This paper presents a methodology for optimal allocation and economic analysis of energy storage system (ESS) in microgrid (MG) based on net present value (NPV). Since the performance of MG largely depends on the arrangement and arrangement of ESS, an optimal ESS device allocation method and economical operation strategy for MG are required. At MG, we discuss the financial advantages and dynamic models of ESSs to optimize their operational strategies and capacity. Then, a matrix real coding genetic algorithm is applied to find the maximum NPV of each GA chromosome consisting of a two-dimensional real matrix representing the ESS’s development schedule and distributed power generation source. This paper intends to propose the optimal size, type, and optimal arrangement of the currently available ESSs so that the total NPV achieved during the operating life of the system is maximized. Finally, some computational simulation results are presented to verify the effectiveness of the proposed method.

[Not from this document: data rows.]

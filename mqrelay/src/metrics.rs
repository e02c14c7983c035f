use anyhow::anyhow;
use prometheus::{
    HistogramVec, IntCounter, IntCounterVec, IntGauge, Opts, Registry,
};

use crate::Result;

const PACKET_TYPES: &[&str] =
    &["CONNECT", "CONNACK", "PUBLISH", "PUBACK", "PUBREC", "PUBREL", "PUBCOMP", "SUBSCRIBE", "UNSUBSCRIBE", "PINGREQ", "PINGRESP", "DISCONNECT"];

/// Proxy-wide metric families. One instance per process, registered on a
/// single registry which the HTTP server exposes.
pub struct Metrics {
    pub registry: Registry,
    /// MQTT requests by packet type and protocol version
    pub requests_total: IntCounterVec,
    /// MQTT responses by packet type and protocol version
    pub responses_total: IntCounterVec,
    pub active_connections: IntGauge,
    pub connections_total: IntCounter,
}

impl Metrics {
    pub fn new() -> Result<Metrics> {
        let registry = Registry::new();

        let requests_total = IntCounterVec::new(
            Opts::new("mqtt_proxy_handler_requests_total", "Total number of MQTT requests."),
            &["type", "version"],
        )
        .map_err(|e| anyhow!(e))?;
        registry.register(Box::new(requests_total.clone())).map_err(|e| anyhow!(e))?;

        let responses_total = IntCounterVec::new(
            Opts::new("mqtt_proxy_handler_responses_total", "Total number of MQTT responses."),
            &["type", "version"],
        )
        .map_err(|e| anyhow!(e))?;
        registry.register(Box::new(responses_total.clone())).map_err(|e| anyhow!(e))?;

        // pre-seed the label combinations of the handled packet types so the
        // series exist before the first request
        for version in ["MQTTv3.1.1", "MQTTv5"] {
            for typ in PACKET_TYPES {
                requests_total.with_label_values(&[typ, version]);
                responses_total.with_label_values(&[typ, version]);
            }
        }

        let active_connections = IntGauge::new(
            "mqtt_proxy_server_active_connections",
            "Number of currently active MQTT connections.",
        )
        .map_err(|e| anyhow!(e))?;
        registry.register(Box::new(active_connections.clone())).map_err(|e| anyhow!(e))?;

        let connections_total = IntCounter::new(
            "mqtt_proxy_server_connections_total",
            "Total number of accepted MQTT connections.",
        )
        .map_err(|e| anyhow!(e))?;
        registry.register(Box::new(connections_total.clone())).map_err(|e| anyhow!(e))?;

        Ok(Metrics { registry, requests_total, responses_total, active_connections, connections_total })
    }

    /// Login latency histogram for an authenticator, labelled by return code
    /// and transport-error flag.
    pub fn login_duration(&self, name: &str) -> Result<HistogramVec> {
        let histogram = HistogramVec::new(
            prometheus::HistogramOpts::new(
                "mqtt_proxy_authenticator_login_duration_seconds",
                "Tracks the latencies for auth requests.",
            )
            .const_label("name", name),
            &["code", "error"],
        )
        .map_err(|e| anyhow!(e))?;
        self.registry.register(Box::new(histogram.clone())).map_err(|e| anyhow!(e))?;
        Ok(histogram)
    }

    /// Publish latency histogram for a publisher, labelled by sync/async and
    /// QoS level.
    pub fn publish_duration(&self, name: &str) -> Result<HistogramVec> {
        let histogram = HistogramVec::new(
            prometheus::HistogramOpts::new(
                "mqtt_proxy_publisher_publish_duration_seconds",
                "Tracks the latencies for publish requests.",
            )
            .const_label("name", name),
            &["type", "qos"],
        )
        .map_err(|e| anyhow!(e))?;
        self.registry.register(Box::new(histogram.clone())).map_err(|e| anyhow!(e))?;
        Ok(histogram)
    }
}

#[cfg(test)]
mod tests {
    use super::*;

    #[test]
    fn test_metrics_register_once() {
        let metrics = Metrics::new().unwrap();
        metrics.requests_total.with_label_values(&["PUBLISH", "MQTTv3.1.1"]).inc();
        assert!(metrics.login_duration("plain").is_ok());
        // registering the same family twice is a programming error
        assert!(metrics.login_duration("plain").is_err());
    }

    #[test]
    fn test_connection_counters() {
        let metrics = Metrics::new().unwrap();
        metrics.connections_total.inc();
        metrics.active_connections.inc();
        metrics.active_connections.dec();
        assert_eq!(metrics.connections_total.get(), 1);
        assert_eq!(metrics.active_connections.get(), 0);
    }
}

A genetic algorithm-based method for sizing energy storage systems (ESSs) in microgrids. The main goal of the proposed method is to find the energy and power capacity of the storage system that minimizes the operating cost of the microgrid. The energy management strategy (EMS) used in this paper is based on the fuzzy expert system responsible for setting the power output of the ESS. The design of EMS is accomplished through genetic algorithms used to establish fuzzy rules and member features of expert systems. Considering that the size of the storage system has a great influence on the energy management strategy, in this paper, EMS and ESS capacity are jointly optimized. In addition, the proposed method predicts the lifespan of the ESS using an aging model. In this way, you can determine the costs associated with energy storage in a more accurate way. The critical unit input problem for the proper operation of the microgrid was also considered in this study. The proposed sizing methodology was validated in two case studies.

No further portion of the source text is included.